Version 1.0.0 defines the public API. The way in which the version number is incremented after this release is dependent on this public API and how it changes.

and:

A pre-release version MAY be denoted by appending a hyphen and a series of dot separated identifiers immediately following the patch version. ...A pre-release version indicates that the version is unstable and might not satisfy the intended compatibility requirements as denoted by its associated normal version. The conventions I have seen pre-1.0.0 include using patches for bug fixes/typos and minor versions for any significant modifications. The conventions are less strict pre-1.0.0 since no public API has been guaranteed yet.

Prelease versions come in handy when you want to share some early features with the community.

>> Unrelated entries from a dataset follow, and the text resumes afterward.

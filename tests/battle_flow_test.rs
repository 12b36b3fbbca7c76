//! End-to-end tests for readiness, result submission and approval.

mod common;

use std::sync::Arc;
use std::thread;

use serde_json::json;

use common::{Campaign, setup_campaign};
use strictly_campaign::{
    Actor, CampaignError, Game, GameStatus, ResultSubmission, RolledEntry, Warband, WarbandStatus,
};

fn result(vp_1: i32, gp_1: i32, vp_2: i32, gp_2: i32) -> ResultSubmission {
    serde_json::from_value(json!({
        "side_1": {
            "victory_points": vp_1,
            "glory_points": gp_1,
            "injuries": [{ "name": "Brother Anselm", "roll": 9 }],
            "elites": [{ "name": "Sister Odile" }],
            "exploration_dice": 2
        },
        "side_2": { "victory_points": vp_2, "glory_points": gp_2, "reinforcement": true }
    }))
    .expect("Invalid submission JSON")
}

fn status(game: &Game) -> GameStatus {
    game.parse_status().expect("Invalid status")
}

/// X (Alice) and Y (Bob), both active.
fn two_warbands(c: &Campaign) -> (Warband, Warband) {
    (
        c.active_warband(&c.alice, "Iron Saints"),
        c.active_warband(&c.bob, "Black Grail"),
    )
}

#[test]
fn test_both_sides_ready_activates_game() {
    let c = setup_campaign();
    let (x, y) = two_warbands(&c);
    let game = c.propose(&c.alice, &x, &y);

    let after_x = c.readiness.mark_ready(&c.alice, *game.id()).expect("Ready X failed");
    assert!(*after_x.ready_1());
    assert!(!*after_x.ready_2());
    assert_eq!(status(&after_x), GameStatus::Planned);

    let after_y = c.readiness.mark_ready(&c.bob, *game.id()).expect("Ready Y failed");
    assert!(*after_y.ready_1() && *after_y.ready_2());
    assert_eq!(status(&after_y), GameStatus::Active);
}

#[test]
fn test_mark_ready_twice_is_idempotent() {
    let c = setup_campaign();
    let (x, y) = two_warbands(&c);
    let game = c.propose(&c.alice, &x, &y);

    let once = c.readiness.mark_ready(&c.bob, *game.id()).expect("Ready failed");
    let twice = c.readiness.mark_ready(&c.bob, *game.id()).expect("Ready again failed");
    assert_eq!(once.ready_1(), twice.ready_1());
    assert_eq!(once.ready_2(), twice.ready_2());
    assert_eq!(once.status(), twice.status());
    assert_eq!(once.version(), twice.version());
}

#[test]
fn test_mark_ready_rejects_strangers_and_active_games() {
    let c = setup_campaign();
    let (x, y) = two_warbands(&c);
    let game = c.propose(&c.alice, &x, &y);

    let err = c
        .readiness
        .mark_ready(&c.carol, *game.id())
        .expect_err("Stranger should fail");
    assert!(matches!(err, CampaignError::Unauthorized(_)));
    assert!(err.to_string().contains("not your game"));

    let super_admin = Actor::new(*c.admin.player_id(), false, true);
    let err = c
        .readiness
        .mark_ready(&super_admin, *game.id())
        .expect_err("Readiness is for players only");
    assert!(matches!(err, CampaignError::Unauthorized(_)));

    c.readiness.mark_ready(&c.alice, *game.id()).expect("Ready failed");
    c.readiness.mark_ready(&c.bob, *game.id()).expect("Ready failed");
    let err = c
        .readiness
        .mark_ready(&c.alice, *game.id())
        .expect_err("Active game should refuse");
    assert!(matches!(err, CampaignError::InvalidState(_)));

    let err = c.readiness.mark_ready(&c.alice, 9_999).expect_err("Unknown game");
    assert!(matches!(err, CampaignError::NotFound(_)));
}

#[test]
fn test_submit_then_approve_finishes_and_invalidates_rosters() {
    let c = setup_campaign();
    let (x, y) = two_warbands(&c);
    let game = c.active_game((&c.alice, &x), (&c.bob, &y));

    let pending = c
        .approval
        .submit_result(&c.alice, *game.id(), result(3, 1, 1, 0))
        .expect("Submit failed");
    assert_eq!(status(&pending), GameStatus::PendingApproval);
    assert!(*pending.approved_1());
    assert!(!*pending.approved_2());
    assert_eq!(*pending.victory_points_1(), 3);
    assert_eq!(*pending.glory_points_1(), 1);
    assert_eq!(*pending.submitted_by(), Some(*c.alice.player_id()));

    let finished = c.approval.approve(&c.bob, *game.id()).expect("Approve failed");
    assert_eq!(status(&finished), GameStatus::Finished);
    assert!(*finished.approved_1() && *finished.approved_2());

    for warband in [&x, &y] {
        assert_eq!(
            c.warband(*warband.id()).parse_status().expect("Status"),
            WarbandStatus::NeedsUpdate
        );
    }

    let err = c
        .approval
        .submit_result(&c.alice, *game.id(), result(0, 0, 0, 0))
        .expect_err("Finished game is terminal");
    assert!(matches!(err, CampaignError::InvalidState(_)));
}

#[test]
fn test_reject_discards_scores_but_keeps_side_data() {
    let c = setup_campaign();
    let (x, y) = two_warbands(&c);
    let game = c.active_game((&c.alice, &x), (&c.bob, &y));
    c.approval
        .submit_result(&c.alice, *game.id(), result(3, 2, 1, 1))
        .expect("Submit failed");

    let rejected = c.approval.reject(&c.bob, *game.id()).expect("Reject failed");
    assert_eq!(status(&rejected), GameStatus::Active);
    assert_eq!(*rejected.victory_points_1(), 0);
    assert_eq!(*rejected.victory_points_2(), 0);
    assert_eq!(*rejected.glory_points_1(), 0);
    assert_eq!(*rejected.glory_points_2(), 0);
    assert!(!*rejected.approved_1() && !*rejected.approved_2());

    let report = rejected.report().expect("Report failed");
    assert_eq!(
        report.side_1().injuries(),
        &vec![RolledEntry {
            name: "Brother Anselm".to_string(),
            roll: 9
        }]
    );
    assert_eq!(*report.side_1().exploration_dice(), Some(2));

    for warband in [&x, &y] {
        assert_eq!(
            c.warband(*warband.id()).parse_status().expect("Status"),
            WarbandStatus::Active
        );
    }
}

#[test]
fn test_resubmission_restarts_approvals_from_new_submitter() {
    let c = setup_campaign();
    let (x, y) = two_warbands(&c);
    let game = c.active_game((&c.alice, &x), (&c.bob, &y));
    c.approval
        .submit_result(&c.alice, *game.id(), result(3, 1, 1, 0))
        .expect("Submit failed");

    let edited = c
        .approval
        .submit_result(&c.bob, *game.id(), result(2, 1, 2, 1))
        .expect("Resubmit failed");
    assert_eq!(status(&edited), GameStatus::PendingApproval);
    assert!(!*edited.approved_1());
    assert!(*edited.approved_2());
    assert_eq!(*edited.victory_points_2(), 2);

    // Bob approving his own submission again changes nothing.
    let again = c.approval.approve(&c.bob, *game.id()).expect("Approve failed");
    assert_eq!(status(&again), GameStatus::PendingApproval);

    let finished = c.approval.approve(&c.alice, *game.id()).expect("Approve failed");
    assert_eq!(status(&finished), GameStatus::Finished);
}

#[test]
fn test_approval_requires_pending_result() {
    let c = setup_campaign();
    let (x, y) = two_warbands(&c);
    let game = c.active_game((&c.alice, &x), (&c.bob, &y));

    let err = c.approval.approve(&c.bob, *game.id()).expect_err("Should fail");
    assert!(matches!(err, CampaignError::InvalidState(_)));
    let err = c.approval.reject(&c.bob, *game.id()).expect_err("Should fail");
    assert!(matches!(err, CampaignError::InvalidState(_)));
}

#[test]
fn test_submission_from_stranger_or_planned_game_rejected() {
    let c = setup_campaign();
    let (x, y) = two_warbands(&c);
    let game = c.propose(&c.alice, &x, &y);

    let err = c
        .approval
        .submit_result(&c.alice, *game.id(), result(1, 0, 0, 0))
        .expect_err("Planned game should refuse");
    assert!(matches!(err, CampaignError::InvalidState(_)));

    c.readiness.mark_ready(&c.alice, *game.id()).expect("Ready failed");
    c.readiness.mark_ready(&c.bob, *game.id()).expect("Ready failed");
    let err = c
        .approval
        .submit_result(&c.carol, *game.id(), result(1, 0, 0, 0))
        .expect_err("Stranger should fail");
    assert!(matches!(err, CampaignError::Unauthorized(_)));

    // Campaign admins do not bypass ownership; only super-admins do.
    let err = c
        .approval
        .submit_result(&c.admin, *game.id(), result(1, 0, 0, 0))
        .expect_err("Campaign admin should fail");
    assert!(matches!(err, CampaignError::Unauthorized(_)));
}

#[test]
fn test_malformed_submission_leaves_game_untouched() {
    let c = setup_campaign();
    let (x, y) = two_warbands(&c);
    let game = c.active_game((&c.alice, &x), (&c.bob, &y));

    let bad: ResultSubmission =
        serde_json::from_value(json!({ "side_1": { "victory_points": "three" } }))
            .expect("Invalid submission JSON");
    let err = c
        .approval
        .submit_result(&c.alice, *game.id(), bad)
        .expect_err("Should fail");
    assert!(matches!(err, CampaignError::MalformedInput(_)));

    let unchanged = c.pairing.game(*game.id()).expect("Game missing");
    assert_eq!(status(&unchanged), GameStatus::Active);
    assert_eq!(unchanged.version(), game.version());
}

#[test]
fn test_super_admin_acts_for_both_sides() {
    let c = setup_campaign();
    let (x, y) = two_warbands(&c);
    let game = c.active_game((&c.alice, &x), (&c.bob, &y));
    let super_admin = Actor::new(*c.admin.player_id(), false, true);

    let pending = c
        .approval
        .submit_result(&super_admin, *game.id(), result(1, 1, 1, 1))
        .expect("Submit failed");
    assert_eq!(status(&pending), GameStatus::PendingApproval);

    let finished = c
        .approval
        .approve(&super_admin, *game.id())
        .expect("Approve failed");
    assert_eq!(status(&finished), GameStatus::Finished);
    assert_eq!(
        c.warband(*x.id()).parse_status().expect("Status"),
        WarbandStatus::NeedsUpdate
    );
}

#[test]
fn test_owner_of_both_warbands_acts_once_per_step() {
    let c = setup_campaign();
    let x1 = c.active_warband(&c.alice, "Iron Saints");
    let x2 = c.active_warband(&c.alice, "Second Crusade");
    let game = c.propose(&c.alice, &x1, &x2);

    let active = c.readiness.mark_ready(&c.alice, *game.id()).expect("Ready failed");
    assert_eq!(status(&active), GameStatus::Active);

    let pending = c
        .approval
        .submit_result(&c.alice, *game.id(), result(2, 0, 1, 0))
        .expect("Submit failed");
    assert!(*pending.approved_1() && *pending.approved_2());
    assert_eq!(status(&pending), GameStatus::PendingApproval);

    let finished = c.approval.approve(&c.alice, *game.id()).expect("Approve failed");
    assert_eq!(status(&finished), GameStatus::Finished);
}

#[test]
fn test_concurrent_ready_activates_exactly_once() {
    let c = setup_campaign();
    let (x, y) = two_warbands(&c);
    let game = c.propose(&c.alice, &x, &y);
    let readiness = Arc::new(c.readiness.clone());
    let game_id = *game.id();

    let handles: Vec<_> = [c.alice, c.bob]
        .into_iter()
        .map(|actor| {
            let readiness = Arc::clone(&readiness);
            thread::spawn(move || readiness.mark_ready(&actor, game_id))
        })
        .collect();
    for handle in handles {
        handle.join().expect("Thread panicked").expect("Ready failed");
    }

    let game = c.pairing.game(game_id).expect("Game missing");
    assert_eq!(status(&game), GameStatus::Active);
    assert!(*game.ready_1() && *game.ready_2());
    // Two flag flips, one write each.
    assert_eq!(*game.version(), 2);
}

#[test]
fn test_concurrent_approve_and_reject_apply_one_outcome() {
    let c = setup_campaign();
    let (x, y) = two_warbands(&c);
    let game = c.active_game((&c.alice, &x), (&c.bob, &y));
    let game_id = *game.id();
    c.approval
        .submit_result(&c.alice, game_id, result(3, 1, 1, 0))
        .expect("Submit failed");

    let approval = Arc::new(c.approval.clone());
    let bob = c.bob;
    let approve = {
        let approval = Arc::clone(&approval);
        thread::spawn(move || approval.approve(&bob, game_id))
    };
    let reject = {
        let approval = Arc::clone(&approval);
        thread::spawn(move || approval.reject(&bob, game_id))
    };
    let approved = approve.join().expect("Thread panicked");
    let rejected = reject.join().expect("Thread panicked");
    assert!(approved.is_ok() != rejected.is_ok(), "Exactly one must win");

    let game = c.pairing.game(game_id).expect("Game missing");
    let warband_status = c.warband(*x.id()).parse_status().expect("Status");
    if approved.is_ok() {
        assert_eq!(status(&game), GameStatus::Finished);
        assert_eq!(warband_status, WarbandStatus::NeedsUpdate);
    } else {
        assert_eq!(status(&game), GameStatus::Active);
        assert_eq!(*game.victory_points_1(), 0);
        assert_eq!(warband_status, WarbandStatus::Active);
    }
}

For example, at the time of this writing, the latest stable release of npm-check-updates is version 1.5.1. Some of the new features I have added have introduced backward-incompatible changes, so to conform to semver I will have to release them under 2.0.0. Yet, I don't want to release 2.0.0 as the latest stable version until it has been more thoroughly tested by the community. Thus, I have published a prerelease version (using npm publish --tag unstable) versioned at 2.0.0-alpha.1. Community members can install the prerelease version (with npm install -g npm-check-updates@unstable) to try out the latest features while a normal npm install -g npm-check-updates will continue to install the stable 1.5.1 version for most users. When the prerelease has proven itself, I can easily publish it as the new stable at 2.0.0.